TASK TO COMPLETE. The answer is all of the data, repeated exactly.

PROVIDED MATERIAL.
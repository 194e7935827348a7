use clap::{Args, Parser, Subcommand};
use pc_app::{
    AppResult, PumpOverride, SourceConfig, analyze, export_json, load_config, load_pump,
    run_config,
};
use pc_io::ColumnMapping;
use pc_pump::{PumpCurveModel, REFERENCE_SPEED, SpeedSet};
use std::io;
use std::path::{Path, PathBuf};
use tracing_subscriber::EnvFilter;

#[derive(Parser)]
#[command(name = "pumpcurve")]
#[command(about = "Pump curve analysis - BEP, POR and affinity-law speed projections", long_about = None)]
struct Cli {
    /// Log at debug level (RUST_LOG takes precedence)
    #[arg(short, long, global = true)]
    verbose: bool,

    #[command(subcommand)]
    command: Commands,
}

#[derive(Subcommand)]
enum Commands {
    /// Best efficiency point, optionally projected to another speed
    Bep {
        #[command(flatten)]
        source: SourceArgs,
        /// Speed in percent of reference
        #[arg(long)]
        speed: Option<f64>,
        /// Print JSON instead of text
        #[arg(long)]
        json: bool,
    },
    /// Preferred operating range (70%..120% of BEP flow)
    Por {
        #[command(flatten)]
        source: SourceArgs,
        #[arg(long)]
        json: bool,
    },
    /// BEP and curve points at several speeds
    Speeds {
        #[command(flatten)]
        source: SourceArgs,
        /// Comma-separated speeds in percent (default 90,80,70,60,50)
        #[arg(long, value_delimiter = ',')]
        speeds: Vec<f64>,
        #[arg(long)]
        json: bool,
    },
    /// Write the normalized curve record as JSON
    ExportJson {
        #[command(flatten)]
        source: SourceArgs,
        /// Output JSON file path
        #[arg(short, long)]
        output: PathBuf,
    },
    /// Render a chart described by an analysis config
    Plot {
        /// Path to the analysis YAML file
        #[arg(long)]
        config: PathBuf,
        /// Override the config's output directory
        #[arg(long)]
        output_dir: Option<PathBuf>,
        /// Override the chart title
        #[arg(long)]
        title: Option<String>,
    },
    /// Validate analysis config syntax and values
    ValidateConfig {
        /// Path to the analysis YAML file
        config_path: PathBuf,
    },
}

/// Where the curve comes from. Vendor CSV unless `--generic` or a `.json`
/// path says otherwise.
#[derive(Args)]
struct SourceArgs {
    /// Curve file (vendor CSV, generic CSV or exported JSON)
    path: PathBuf,
    /// Pump make (vendor and generic files do not carry it)
    #[arg(long)]
    make: Option<String>,
    /// Pump model, overriding the file's
    #[arg(long)]
    model: Option<String>,
    /// Read a generic table with named columns
    #[arg(long, requires_all = ["flow", "head"])]
    generic: bool,
    #[arg(long)]
    flow: Option<String>,
    #[arg(long)]
    head: Option<String>,
    #[arg(long)]
    efficiency: Option<String>,
    #[arg(long)]
    efficiency_flow: Option<String>,
    #[arg(long)]
    npshr: Option<String>,
    #[arg(long)]
    npshr_flow: Option<String>,
}

impl SourceArgs {
    fn to_source(&self) -> SourceConfig {
        let path = self.path.clone();
        if self.generic {
            let mut columns = ColumnMapping::new(
                self.flow.clone().unwrap_or_default(),
                self.head.clone().unwrap_or_default(),
            );
            if let Some(eff) = &self.efficiency {
                columns = columns.with_efficiency(eff, self.efficiency_flow.clone());
            }
            if let Some(npshr) = &self.npshr {
                columns = columns.with_npshr(npshr, self.npshr_flow.clone());
            }
            SourceConfig::Generic { path, columns }
        } else if path.extension().is_some_and(|ext| ext == "json") {
            SourceConfig::Json { path }
        } else {
            SourceConfig::Vendor { path }
        }
    }

    fn load(&self) -> AppResult<PumpCurveModel> {
        let overrides = PumpOverride {
            make: self.make.clone(),
            model: self.model.clone(),
        };
        let source = self.to_source();
        tracing::debug!(path = %self.path.display(), ?source, "loading pump curve");
        load_pump(&source, &overrides)
    }
}

fn main() -> AppResult<()> {
    let cli = Cli::parse();

    let default_level = if cli.verbose { "debug" } else { "info" };
    let filter =
        EnvFilter::try_from_default_env().unwrap_or_else(|_| EnvFilter::new(default_level));
    let _ = tracing_subscriber::fmt()
        .with_env_filter(filter)
        .with_writer(io::stderr)
        .try_init();

    match cli.command {
        Commands::Bep {
            source,
            speed,
            json,
        } => cmd_bep(&source, speed, json),
        Commands::Por { source, json } => cmd_por(&source, json),
        Commands::Speeds {
            source,
            speeds,
            json,
        } => cmd_speeds(&source, speeds, json),
        Commands::ExportJson { source, output } => cmd_export_json(&source, &output),
        Commands::Plot {
            config,
            output_dir,
            title,
        } => cmd_plot(&config, output_dir, title),
        Commands::ValidateConfig { config_path } => cmd_validate_config(&config_path),
    }
}

fn print_json<T: serde::Serialize>(value: &T) -> AppResult<()> {
    println!("{}", serde_json::to_string_pretty(value)?);
    Ok(())
}

fn cmd_bep(source: &SourceArgs, speed: Option<f64>, json: bool) -> AppResult<()> {
    let pump = source.load()?;
    match speed {
        Some(speed) if speed != REFERENCE_SPEED => {
            let at_speed = pump.best_efficiency_point_at_speed(speed)?;
            if json {
                print_json(&at_speed)?;
            } else {
                println!("{}", at_speed.summary(&pump.identity().full_name()));
            }
        }
        _ => {
            let bep = pump.best_efficiency_point()?;
            if json {
                print_json(&bep)?;
            } else {
                println!("{}", pump.identity());
                println!("  BEP: {bep}");
            }
        }
    }
    Ok(())
}

fn cmd_por(source: &SourceArgs, json: bool) -> AppResult<()> {
    let pump = source.load()?;
    let por = pump.preferred_operating_range()?;
    if json {
        print_json(&por)?;
    } else {
        println!("{}", pump.identity());
        println!("  POR: {por}");
    }
    Ok(())
}

fn cmd_speeds(source: &SourceArgs, speeds: Vec<f64>, json: bool) -> AppResult<()> {
    let pump = source.load()?;
    let speeds = if speeds.is_empty() {
        SpeedSet::default()
    } else {
        SpeedSet::from(speeds)
    };

    let report = analyze(&pump, &speeds)?;
    if json {
        return print_json(&report);
    }

    print!("{}", report.to_text());
    for (speed, (flow, head)) in pump.speed_curves(&speeds)? {
        println!("  {speed}% curve:");
        for (q, h) in flow.iter().zip(&head) {
            println!("    {q:>8.2} L/s  {h:>7.2} m");
        }
    }
    Ok(())
}

fn cmd_export_json(source: &SourceArgs, output: &Path) -> AppResult<()> {
    let pump = source.load()?;
    export_json(&pump, output)?;
    println!("✓ Exported {} to {}", pump.identity(), output.display());
    Ok(())
}

fn cmd_plot(
    config_path: &Path,
    output_dir: Option<PathBuf>,
    title: Option<String>,
) -> AppResult<()> {
    let mut config = load_config(config_path)?;
    if output_dir.is_some() {
        config.plot.output_dir = output_dir;
    }
    if title.is_some() {
        config.plot.title = title;
    }

    let result = run_config(&config)?;
    println!("Chart with {} layers:", result.layer_count);
    for entry in &result.legend {
        println!("  {}", entry.label);
    }
    match result.artifact {
        Some(path) => println!("✓ Saved {}", path.display()),
        None => println!("(no output_dir set; nothing written)"),
    }
    Ok(())
}

fn cmd_validate_config(config_path: &Path) -> AppResult<()> {
    println!("Validating config: {}", config_path.display());
    let config = load_config(config_path)?;
    println!("✓ Config is valid");
    println!("  Source: {}", config.source.path().display());
    println!("  Speeds: {:?}", config.speeds);
    Ok(())
}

PROBLEM SOLUTION.
repository 194e7935827348a7
use clap::{Args, Parser, Subcommand};
use pc_app::{
    AppResult, PumpOverride, SourceConfig, analyze, export_json, load_config, load_pump,
    run_config,
};
use pc_io::ColumnMapping;
use pc_pump::{PumpCurveModel, REFERENCE_SPEED, SpeedSet};
use std::io;
use std::path::{Path, PathBuf};
use tracing_subscriber::EnvFilter;

#[derive(Parser)]
#[command(name = "pumpcurve")]
#[command(about = "Pump curve analysis - BEP, POR and affinity-law speed projections", long_about = None)]
struct Cli {
    /// Log at debug level (RUST_LOG takes precedence)
    #[arg(short, long, global = true)]
    verbose: bool,

    #[command(subcommand)]
    command: Commands,
}

#[derive(Subcommand)]
enum Commands {
    /// Best efficiency point, optionally projected to another speed
    Bep {
        #[command(flatten)]
        source: SourceArgs,
        /// Speed in percent of reference
        #[arg(long)]
        speed: Option<f64>,
        /// Print JSON instead of text
        #[arg(long)]
        json: bool,
    },
    /// Preferred operating range (70%..120% of BEP flow)
    Por {
        #[command(flatten)]
        source: SourceArgs,
        #[arg(long)]
        json: bool,
    },
    /// BEP and curve points at several speeds
    Speeds {
        #[command(flatten)]
        source: SourceArgs,
        /// Comma-separated speeds in percent (default 90,80,70,60,50)
        #[arg(long, value_delimiter = ',')]
        speeds: Vec<f64>,
        #[arg(long)]
        json: bool,
    },
    /// Write the normalized curve record as JSON
    ExportJson {
        #[command(flatten)]
        source: SourceArgs,
        /// Output JSON file path
        #[arg(short, long)]
        output: PathBuf,
    },
    /// Render a chart described by an analysis config
    Plot {
        /// Path to the analysis YAML file
        #[arg(long)]
        config: PathBuf,
        /// Override the config's output directory
        #[arg(long)]
        output_dir: Option<PathBuf>,
        /// Override the chart title
        #[arg(long)]
        title: Option<String>,
    },
    /// Validate analysis config syntax and values
    ValidateConfig {
        /// Path to the analysis YAML file
        config_path: PathBuf,
    },
}

/// Where the curve comes from. Vendor CSV unless `--generic` or a `.json`
/// path says otherwise.
#[derive(Args)]
struct SourceArgs {
    /// Curve file (vendor CSV, generic CSV or exported JSON)
    path: PathBuf,
    /// Pump make (vendor and generic files do not carry it)
    #[arg(long)]
    make: Option<String>,
    /// Pump model, overriding the file's
    #[arg(long)]
    model: Option<String>,
    /// Read a generic table with named columns
    #[arg(long, requires_all = ["flow", "head"])]
    generic: bool,
    #[arg(long)]
    flow: Option<String>,
    #[arg(long)]
    head: Option<String>,
    #[arg(long)]
    efficiency: Option<String>,
    #[arg(long)]
    efficiency_flow: Option<String>,
    #[arg(long)]
    npshr: Option<String>,
    #[arg(long)]
    npshr_flow: Option<String>,
}

impl SourceArgs {
    fn to_source(&self) -> SourceConfig {
        let path = self.path.clone();
        if self.generic {
            let mut columns = ColumnMapping::new(
                self.flow.clone().unwrap_or_default(),
                self.head.clone().unwrap_or_default(),
            );
            if let Some(eff) = &self.efficiency {
                columns = columns.with_efficiency(eff, self.efficiency_flow.clone());
            }
            if let Some(npshr) = &self.npshr {
                columns = columns.with_npshr(npshr, self.npshr_flow.clone());
            }
            SourceConfig::Generic { path, columns }
        } else if path.extension().is_some_and(|ext| ext == "json") {
            SourceConfig::Json { path }
        } else {
            SourceConfig::Vendor { path }
        }
    }

    fn load(&self) -> AppResult<PumpCurveModel> {
        let overrides = PumpOverride {
            make: self.make.clone(),
            model: self.model.clone(),
        };
        let source = self.to_source();
        tracing::debug!(path = %self.path.display(), ?source, "loading pump curve");
        load_pump(&source, &overrides)
    }
}

fn main() -> AppResult<()> {
    let cli = Cli::parse();

    let default_level = if cli.verbose { "debug" } else { "info" };
    let filter =
        EnvFilter::try_from_default_env().unwrap_or_else(|_| EnvFilter::new(default_level));
    let _ = tracing_subscriber::fmt()
        .with_env_filter(filter)
        .with_writer(io::stderr)
        .try_init();

    match cli.command {
        Commands::Bep {
            source,
            speed,
            json,
        } => cmd_bep(&source, speed, json),
        Commands::Por { source, json } => cmd_por(&source, json),
        Commands::Speeds {
            source,
            speeds,
            json,
        } => cmd_speeds(&source, speeds, json),
        Commands::ExportJson { source, output } => cmd_export_json(&source, &output),
        Commands::Plot {
            config,
            output_dir,
            title,
        } => cmd_plot(&config, output_dir, title),
        Commands::ValidateConfig { config_path } => cmd_validate_config(&config_path),
    }
}

fn print_json<T: serde::Serialize>(value: &T) -> AppResult<()> {
    println!("{}", serde_json::to_string_pretty(value)?);
    Ok(())
}

fn cmd_bep(source: &SourceArgs, speed: Option<f64>, json: bool) -> AppResult<()> {
    let pump = source.load()?;
    match speed {
        Some(speed) if speed != REFERENCE_SPEED => {
            let at_speed = pump.best_efficiency_point_at_speed(speed)?;
            if json {
                print_json(&at_speed)?;
            } else {
                println!("{}", at_speed.summary(&pump.identity().full_name()));
            }
        }
        _ => {
            let bep = pump.best_efficiency_point()?;
            if json {
                print_json(&bep)?;
            } else {
                println!("{}", pump.identity());
                println!("  BEP: {bep}");
            }
        }
    }
    Ok(())
}

fn cmd_por(source: &SourceArgs, json: bool) -> AppResult<()> {
    let pump = source.load()?;
    let por = pump.preferred_operating_range()?;
    if json {
        print_json(&por)?;
    } else {
        println!("{}", pump.identity());
        println!("  POR: {por}");
    }
    Ok(())
}

fn cmd_speeds(source: &SourceArgs, speeds: Vec<f64>, json: bool) -> AppResult<()> {
    let pump = source.load()?;
    let speeds = if speeds.is_empty() {
        SpeedSet::default()
    } else {
        SpeedSet::from(speeds)
    };

    let report = analyze(&pump, &speeds)?;
    if json {
        return print_json(&report);
    }

    print!("{}", report.to_text());
    for (speed, (flow, head)) in pump.speed_curves(&speeds)? {
        println!("  {speed}% curve:");
        for (q, h) in flow.iter().zip(&head) {
            println!("    {q:>8.2} L/s  {h:>7.2} m");
        }
    }
    Ok(())
}

fn cmd_export_json(source: &SourceArgs, output: &Path) -> AppResult<()> {
    let pump = source.load()?;
    export_json(&pump, output)?;
    println!("✓ Exported {} to {}", pump.identity(), output.display());
    Ok(())
}

fn cmd_plot(
    config_path: &Path,
    output_dir: Option<PathBuf>,
    title: Option<String>,
) -> AppResult<()> {
    let mut config = load_config(config_path)?;
    if output_dir.is_some() {
        config.plot.output_dir = output_dir;
    }
    if title.is_some() {
        config.plot.title = title;
    }

    let result = run_config(&config)?;
    println!("Chart with {} layers:", result.layer_count);
    for entry in &result.legend {
        println!("  {}", entry.label);
    }
    match result.artifact {
        Some(path) => println!("✓ Saved {}", path.display()),
        None => println!("(no output_dir set; nothing written)"),
    }
    Ok(())
}

fn cmd_validate_config(config_path: &Path) -> AppResult<()> {
    println!("Validating config: {}", config_path.display());
    let config = load_config(config_path)?;
    println!("✓ Config is valid");
    println!("  Source: {}", config.source.path().display());
    println!("  Speeds: {:?}", config.speeds);
    Ok(())
}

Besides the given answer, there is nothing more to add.